The past two decades
have been an exciting time in the field of cancer research and
discovery. As physicians, we have to re-learn
the lessons we were
taught
as new discoveries surface monthly. In medicine, we speak of the natural
history of diseases. Well, the natural history of most cancers has become
a moving target
over the past five years and even those on the cutting edge do not know
what the future will bring.
One of the first patients I ever treated
had colon cancer that had metastasized to his liver and lung.
When I first saw him in 2002, there were two lines
of approved treatment in advanced colon cancer. He is now receiving his
fourth approved
regimen and still gardens six days a week.
This issue of CURE looks at
many of these new advances in cancer treatment—and
those only months or years away. We can’t predict the future, but as
a young oncologist, I think it looks very promising for patients—a vision
we are relaying to you in this special issue. You will read about tremendous
advances in diagnostic technologies and molecular analyses that enable
us to “target” our
treatments to specific features of a given tumor.

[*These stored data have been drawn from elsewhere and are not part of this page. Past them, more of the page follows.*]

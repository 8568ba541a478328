//! Render - lazy depth-first tree listing

use std::fmt;
use std::iter::FusedIterator;
use std::path::{Path, PathBuf};
use std::vec;

use serde::Serialize;

use crate::error::{ConfigError, Error, Result};
use crate::fs::{DirectoryEntry, EntryKind, Filesystem};

use super::annotate::label;
use super::config::TreeConfig;

/// One line of tree output.
#[derive(Debug, Clone, PartialEq, Eq, Serialize)]
pub struct RenderLine {
    /// 0 for the root.
    pub depth: usize,
    /// Ancestor continuations followed by this entry's connector. Empty for the root.
    pub connector_prefix: String,
    pub label: String,
    pub name: String,
    pub kind: EntryKind,
    pub executable: bool,
}

impl fmt::Display for RenderLine {
    fn fmt(&self, f: &mut fmt::Formatter<'_>) -> fmt::Result {
        write!(f, "{}{}", self.connector_prefix, self.label)
    }
}

/// Sorted children of one directory still waiting to be emitted.
struct Frame {
    entries: vec::IntoIter<DirectoryEntry>,
    padding: String,
    depth: usize,
}

/// A directory whose line has been emitted but whose listing has not been read yet.
struct Pending {
    path: PathBuf,
    padding: String,
    depth: usize,
}

/// Iterator over the lines of a tree, in depth-first pre-order.
///
/// Directories are listed only when the walk reaches them, so the memory
/// held is the open listings along the current path. A listing failure is
/// yielded once as an `Err`, after which the iterator is exhausted.
pub struct Render<'a, F: Filesystem + ?Sized> {
    fs: &'a F,
    config: &'a TreeConfig,
    root_line: Option<RenderLine>,
    pending: Option<Pending>,
    stack: Vec<Frame>,
    done: bool,
}

/// Start rendering the tree under `root`.
///
/// The root must exist and be a directory, or a symlink to one. Otherwise a
/// configuration error is returned before any line is produced.
pub fn render<'a, F: Filesystem + ?Sized>(
    fs: &'a F,
    root: &Path,
    config: &'a TreeConfig,
) -> Result<Render<'a, F>> {
    let entry = match fs.inspect(root) {
        Ok(entry) => entry,
        Err(Error::NotFound { .. }) => {
            return Err(ConfigError::MissingRoot(root.to_path_buf()).into());
        }
        Err(err) => return Err(err),
    };
    if !fs.is_dir(root) {
        return Err(ConfigError::NotADirectory(root.to_path_buf()).into());
    }

    let root_line = RenderLine {
        depth: 0,
        connector_prefix: String::new(),
        label: label(&entry, false),
        name: entry.name,
        kind: entry.kind,
        executable: entry.executable,
    };

    Ok(Render {
        fs,
        config,
        root_line: Some(root_line),
        pending: Some(Pending {
            path: root.to_path_buf(),
            padding: String::new(),
            depth: 1,
        }),
        stack: Vec::new(),
        done: false,
    })
}

impl<F: Filesystem + ?Sized> Render<'_, F> {
    fn fail(&mut self, err: Error) -> Option<Result<RenderLine>> {
        self.done = true;
        self.pending = None;
        self.stack.clear();
        Some(Err(err))
    }
}

impl<F: Filesystem + ?Sized> Iterator for Render<'_, F> {
    type Item = Result<RenderLine>;

    fn next(&mut self) -> Option<Self::Item> {
        if self.done {
            return None;
        }
        if let Some(line) = self.root_line.take() {
            return Some(Ok(line));
        }

        if let Some(pending) = self.pending.take() {
            match self.fs.list_sorted(&pending.path) {
                Ok(entries) => self.stack.push(Frame {
                    entries: entries.into_iter(),
                    padding: pending.padding,
                    depth: pending.depth,
                }),
                Err(err) => return self.fail(err),
            }
        }

        let connectors = self.config.connectors();
        loop {
            let Some(frame) = self.stack.last_mut() else {
                self.done = true;
                return None;
            };
            let Some(entry) = frame.entries.next() else {
                self.stack.pop();
                continue;
            };

            let is_last = frame.entries.len() == 0;
            let folded = entry.kind == EntryKind::Directory && self.config.is_folded(&entry.name);
            let line = RenderLine {
                depth: frame.depth,
                connector_prefix: format!("{}{}", frame.padding, connectors.connector(is_last)),
                label: label(&entry, folded),
                name: entry.name.clone(),
                kind: entry.kind,
                executable: entry.executable,
            };

            if entry.kind == EntryKind::Directory && !folded {
                self.pending = Some(Pending {
                    path: entry.path,
                    padding: format!("{}{}", frame.padding, connectors.continuation(is_last)),
                    depth: frame.depth + 1,
                });
            }

            return Some(Ok(line));
        }
    }
}

impl<F: Filesystem + ?Sized> FusedIterator for Render<'_, F> {}
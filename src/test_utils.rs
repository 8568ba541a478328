//! Test utilities for building real directory trees.
//!
//! This module is only compiled for tests and benchmarks.

use std::fs;
use std::path::{Path, PathBuf};
use tempfile::TempDir;

pub use crate::fs::MemoryFs;

/// A temporary directory tree for testing.
///
/// The directory is removed when dropped. Paths given to the `add_*`
/// methods are relative to the tree root.
pub struct TestTree {
    dir: TempDir,
}

impl TestTree {
    /// Create a new empty temporary directory.
    pub fn new() -> Self {
        let dir = TempDir::new().expect("Failed to create temp dir");
        Self { dir }
    }

    /// Get the path to the temporary directory.
    pub fn path(&self) -> &Path {
        self.dir.path()
    }

    /// Add a file, creating parent directories as needed.
    pub fn add_file(&self, path: &str, content: &str) -> PathBuf {
        let full_path = self.dir.path().join(path);
        if let Some(parent) = full_path.parent() {
            fs::create_dir_all(parent).expect("Failed to create parent dirs");
        }
        fs::write(&full_path, content).expect("Failed to write file");
        full_path
    }

    /// Add a file with mode 0755.
    #[cfg(unix)]
    pub fn add_executable(&self, path: &str, content: &str) -> PathBuf {
        use std::os::unix::fs::PermissionsExt;
        let full_path = self.add_file(path, content);
        fs::set_permissions(&full_path, fs::Permissions::from_mode(0o755))
            .expect("Failed to set permissions");
        full_path
    }

    /// Add an empty directory.
    pub fn add_dir(&self, path: &str) -> PathBuf {
        let full_path = self.dir.path().join(path);
        fs::create_dir_all(&full_path).expect("Failed to create dir");
        full_path
    }

    /// Add a symlink at `path` whose text is `target`, verbatim.
    #[cfg(unix)]
    pub fn add_symlink(&self, path: &str, target: &str) -> PathBuf {
        let full_path = self.dir.path().join(path);
        if let Some(parent) = full_path.parent() {
            fs::create_dir_all(parent).expect("Failed to create parent dirs");
        }
        std::os::unix::fs::symlink(target, &full_path).expect("Failed to create symlink");
        full_path
    }

    /// Whether `path` exists, without following a final symlink.
    pub fn exists(&self, path: &str) -> bool {
        fs::symlink_metadata(self.dir.path().join(path)).is_ok()
    }
}

impl Default for TestTree {
    fn default() -> Self {
        Self::new()
    }
}
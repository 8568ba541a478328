//! Console printer for cleaner events

use std::io;
use termcolor::{Color, ColorSpec, StandardStream, WriteColor};

use crate::clean::{CleanConfig, CleanEvent, CleanOutput};

use super::config::OutputConfig;

/// Prints each `CleanEvent` as a line as soon as it arrives. Warnings are yellow.
pub struct CleanPrinter<W: WriteColor> {
    out: W,
}

impl CleanPrinter<StandardStream> {
    pub fn stdout(config: OutputConfig) -> Self {
        Self::new(StandardStream::stdout(config.color_choice()))
    }
}

impl<W: WriteColor> CleanPrinter<W> {
    pub fn new(out: W) -> Self {
        Self { out }
    }

    pub fn into_inner(self) -> W {
        self.out
    }

    /// The lines printed before any walking starts.
    pub fn banner(&mut self, config: &CleanConfig) -> io::Result<()> {
        if config.pretend {
            writeln!(self.out, "Just pretending")?;
        }
        let targets: Vec<&str> = config.targets().into_iter().map(|k| k.describe()).collect();
        if targets.is_empty() {
            writeln!(self.out, "Looking for nothing")
        } else {
            writeln!(self.out, "Looking for {}", targets.join(", "))
        }
    }
}

/// The text of one event, without color.
pub fn event_message(event: &CleanEvent) -> String {
    match event {
        CleanEvent::EnteringDirectory { path } => format!("Processing {}", path.display()),
        CleanEvent::Deleting { path, .. } => format!("  Deleting {}", path.display()),
        CleanEvent::WouldDelete { path, .. } => format!("  'Deleting' {}", path.display()),
        CleanEvent::Busy { .. } => "  ...which is in use (EBUSY), so not deleting it".to_string(),
        CleanEvent::MissingRoot { path } => {
            format!("!!! Directory '{}' does not exist", path.display())
        }
        CleanEvent::NotADirectory { path } => {
            format!("!!! '{}' is not a directory", path.display())
        }
        CleanEvent::Aborted { root, message } => {
            format!("!!! Stopped cleaning '{}': {}", root.display(), message)
        }
    }
}

impl<W: WriteColor> CleanOutput for CleanPrinter<W> {
    fn event(&mut self, event: &CleanEvent) -> io::Result<()> {
        let message = event_message(event);
        if event.is_warning() {
            self.out
                .set_color(ColorSpec::new().set_fg(Some(Color::Yellow)))?;
            write!(self.out, "{}", message)?;
            self.out.reset()?;
            writeln!(self.out)
        } else {
            writeln!(self.out, "{}", message)
        }
    }
}
//! The cleaner walk

use std::io;
use std::path::{Path, PathBuf};

use crate::error::{ConfigError, Error, Result};
use crate::fs::{EntryKind, Filesystem};

use super::config::CleanConfig;
use super::events::{CleanEvent, CleanOutput};
use super::patterns::{ArtifactKind, is_skipped_dir};

/// A root whose walk stopped on an unrecovered error.
#[derive(Debug)]
pub struct RootFailure {
    pub root: PathBuf,
    pub error: Error,
}

/// What a run over one or more roots did.
#[derive(Debug, Default)]
pub struct CleanReport {
    /// Every file identified for deletion, in traversal order. The same in
    /// pretend and real mode.
    pub matched: Vec<PathBuf>,
    /// Files actually unlinked.
    pub removed: Vec<PathBuf>,
    /// Files left in place because they were in use.
    pub busy: Vec<PathBuf>,
    pub config_errors: Vec<ConfigError>,
    pub failures: Vec<RootFailure>,
}

impl CleanReport {
    /// True unless some root aborted. Configuration errors and busy files
    /// are warnings only.
    pub fn is_success(&self) -> bool {
        self.failures.is_empty()
    }
}

/// Depth-first, pre-order artifact remover.
pub struct Cleaner<F> {
    fs: F,
    config: CleanConfig,
}

fn emit<O: CleanOutput>(output: &mut O, event: CleanEvent) -> Result<()> {
    output.event(&event).map_err(Error::Output)
}

impl<F: Filesystem> Cleaner<F> {
    pub fn new(fs: F, config: CleanConfig) -> Self {
        Self { fs, config }
    }

    pub fn config(&self) -> &CleanConfig {
        &self.config
    }

    /// Clean every root in order.
    ///
    /// A bad root is reported and skipped, and a root that fails mid-walk is
    /// reported and abandoned; both leave the remaining roots to run. Only a
    /// failure to deliver events to `output` stops the whole run.
    pub fn clean<P: AsRef<Path>, O: CleanOutput>(
        &self,
        roots: &[P],
        output: &mut O,
    ) -> Result<CleanReport> {
        let mut report = CleanReport::default();

        for root in roots {
            let root = root.as_ref();
            match self.clean_root(root, output, &mut report) {
                Ok(()) => {}
                Err(Error::Configuration(err)) => {
                    let event = match &err {
                        ConfigError::MissingRoot(path) => CleanEvent::MissingRoot { path: path.clone() },
                        ConfigError::NotADirectory(path) => {
                            CleanEvent::NotADirectory { path: path.clone() }
                        }
                    };
                    emit(output, event)?;
                    report.config_errors.push(err);
                }
                Err(err @ Error::Output(_)) => return Err(err),
                Err(err) => {
                    emit(
                        output,
                        CleanEvent::Aborted {
                            root: root.to_path_buf(),
                            message: err.to_string(),
                        },
                    )?;
                    report.failures.push(RootFailure {
                        root: root.to_path_buf(),
                        error: err,
                    });
                }
            }
        }

        Ok(report)
    }

    /// Clean a single root, appending to `report`.
    pub fn clean_root<O: CleanOutput>(
        &self,
        root: &Path,
        output: &mut O,
        report: &mut CleanReport,
    ) -> Result<()> {
        self.check_root(root)?;
        self.clean_dir(root, output, report)
    }

    fn check_root(&self, root: &Path) -> Result<()> {
        match self.fs.stat(root) {
            Err(Error::NotFound { .. }) => Err(ConfigError::MissingRoot(root.to_path_buf()).into()),
            Err(err) => Err(err),
            // A root named on the command line may be a link to a directory.
            Ok(_) if self.fs.is_dir(root) => Ok(()),
            Ok(_) => Err(ConfigError::NotADirectory(root.to_path_buf()).into()),
        }
    }

    fn clean_dir<O: CleanOutput>(
        &self,
        dir: &Path,
        output: &mut O,
        report: &mut CleanReport,
    ) -> Result<()> {
        if self.config.verbose {
            emit(
                output,
                CleanEvent::EnteringDirectory {
                    path: dir.to_path_buf(),
                },
            )?;
        }

        for entry in self.fs.list_sorted(dir)? {
            match entry.kind {
                // never deleted, never followed
                EntryKind::Symlink => {}
                EntryKind::Directory => {
                    if !is_skipped_dir(&entry.name) {
                        self.clean_dir(&entry.path, output, report)?;
                    }
                }
                EntryKind::File => {
                    let wanted = ArtifactKind::of(&entry.name).filter(|kind| self.config.wants(*kind));
                    if let Some(kind) = wanted {
                        self.remove(&entry.path, kind, output, report)?;
                    }
                }
            }
        }

        Ok(())
    }

    fn remove<O: CleanOutput>(
        &self,
        path: &Path,
        kind: ArtifactKind,
        output: &mut O,
        report: &mut CleanReport,
    ) -> Result<()> {
        report.matched.push(path.to_path_buf());

        if self.config.pretend {
            return emit(
                output,
                CleanEvent::WouldDelete {
                    path: path.to_path_buf(),
                    kind,
                },
            );
        }

        emit(
            output,
            CleanEvent::Deleting {
                path: path.to_path_buf(),
                kind,
            },
        )?;

        match self.fs.remove_file(path) {
            Ok(()) => {
                report.removed.push(path.to_path_buf());
                Ok(())
            }
            Err(e) if e.kind() == io::ErrorKind::ResourceBusy => {
                report.busy.push(path.to_path_buf());
                emit(
                    output,
                    CleanEvent::Busy {
                        path: path.to_path_buf(),
                    },
                )
            }
            Err(source) => Err(Error::Delete {
                path: path.to_path_buf(),
                source,
            }),
        }
    }
}
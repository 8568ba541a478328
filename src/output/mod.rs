//! Formatting and display
//!
//! - `config` - Output configuration types
//! - `tree` - Colored console printer for tree lines
//! - `clean` - Colored console printer for cleaner events
//! - `json` - JSON lines output for both

mod clean;
mod config;
mod json;
mod tree;

pub use clean::{CleanPrinter, event_message};
pub use config::OutputConfig;
pub use json::JsonLines;
pub use tree::TreePrinter;
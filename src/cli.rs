//! Command-line helpers shared by both binaries
//!
//! Both tools keep their historical single-dash long switches (`-swp`,
//! `-fold`, `-ascii`). clap only understands `--long`, so argv is first
//! rewritten by [`normalize_args`], which also pulls out switches nobody
//! knows so they can be reported instead of aborting the run.

use std::ffi::OsString;
use std::io::IsTerminal;

use clap::ValueEnum;

/// A switch a binary accepts, without leading dashes.
#[derive(Debug, Clone, Copy, PartialEq, Eq)]
pub struct Switch {
    pub name: &'static str,
    pub takes_value: bool,
}

impl Switch {
    pub const fn flag(name: &'static str) -> Self {
        Self {
            name,
            takes_value: false,
        }
    }

    pub const fn valued(name: &'static str) -> Self {
        Self {
            name,
            takes_value: true,
        }
    }
}

/// argv after normalization.
#[derive(Debug, Default, PartialEq, Eq)]
pub struct NormalizedArgs {
    /// Arguments in the form clap expects.
    pub args: Vec<OsString>,
    /// Dash-prefixed arguments that match no known switch, in order.
    pub unrecognized: Vec<String>,
}

/// Rewrite single-dash long switches to `--name` and set aside unknown ones.
///
/// One-letter switches stay as `-x`. The argument following a switch that
/// takes a value is passed through untouched, as is everything after `--`.
/// `args` must not include the program name.
pub fn normalize_args<I>(args: I, switches: &[Switch]) -> NormalizedArgs
where
    I: IntoIterator<Item = OsString>,
{
    normalize(args, switches, false)
}

/// Like [`normalize_args`], but switches are only read before the first
/// positional argument. That argument and everything after it are
/// positional, even when they start with a dash.
pub fn normalize_leading_args<I>(args: I, switches: &[Switch]) -> NormalizedArgs
where
    I: IntoIterator<Item = OsString>,
{
    normalize(args, switches, true)
}

fn normalize<I>(args: I, switches: &[Switch], stop_at_positional: bool) -> NormalizedArgs
where
    I: IntoIterator<Item = OsString>,
{
    let mut normalized = NormalizedArgs::default();
    let mut iter = args.into_iter();

    while let Some(arg) = iter.next() {
        let Some(text) = arg.to_str() else {
            normalized.args.push(arg);
            continue;
        };
        if text == "--" {
            normalized.args.push(arg);
            normalized.args.extend(iter);
            break;
        }
        if text == "-" || !text.starts_with('-') {
            if stop_at_positional {
                normalized.args.push(OsString::from("--"));
                normalized.args.push(arg);
                normalized.args.extend(iter);
                break;
            }
            normalized.args.push(arg);
            continue;
        }

        let bare = text.trim_start_matches('-');
        let (name, inline_value) = match bare.split_once('=') {
            Some((name, value)) => (name, Some(value)),
            None => (bare, None),
        };

        let Some(switch) = switches.iter().find(|s| s.name == name) else {
            normalized.unrecognized.push(text.to_string());
            continue;
        };

        let flag = if name.chars().count() == 1 {
            format!("-{name}")
        } else {
            format!("--{name}")
        };
        normalized.args.push(OsString::from(flag));
        if let Some(value) = inline_value {
            normalized.args.push(OsString::from(value));
        } else if switch.takes_value {
            if let Some(value) = iter.next() {
                normalized.args.push(value);
            }
        }
    }

    normalized
}

/// Color output mode
#[derive(Debug, Clone, Copy, Default, PartialEq, Eq, ValueEnum)]
pub enum ColorMode {
    /// Auto-detect based on terminal and environment
    #[default]
    Auto,
    /// Always use colors
    Always,
    /// Never use colors
    Never,
}

/// Determine whether to use color output based on mode and environment.
pub fn should_use_color(mode: ColorMode) -> bool {
    match mode {
        ColorMode::Always => true,
        ColorMode::Never => false,
        ColorMode::Auto => {
            // https://no-color.org/
            if std::env::var_os("NO_COLOR").is_some() {
                return false;
            }
            if std::env::var_os("FORCE_COLOR").is_some() {
                return true;
            }
            if std::env::var("TERM").map(|t| t == "dumb").unwrap_or(false) {
                return false;
            }
            std::io::stdout().is_terminal()
        }
    }
}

Other stories look
at the latest treatment approaches for non-Hodgkin’s lymphoma, advocating
for legislative change and the way the Internet has made traveling the
cancer journey easier.
As cancer developments
occur at an ever-increasing pace, we all benefit from the increased
knowledge. What is thought of as a treatment for breast cancer today
may become a treatment for pancreatic cancer tomorrow. So when a
patient asks, “Does it apply to me?” the answer is:
“It applies to all of us.”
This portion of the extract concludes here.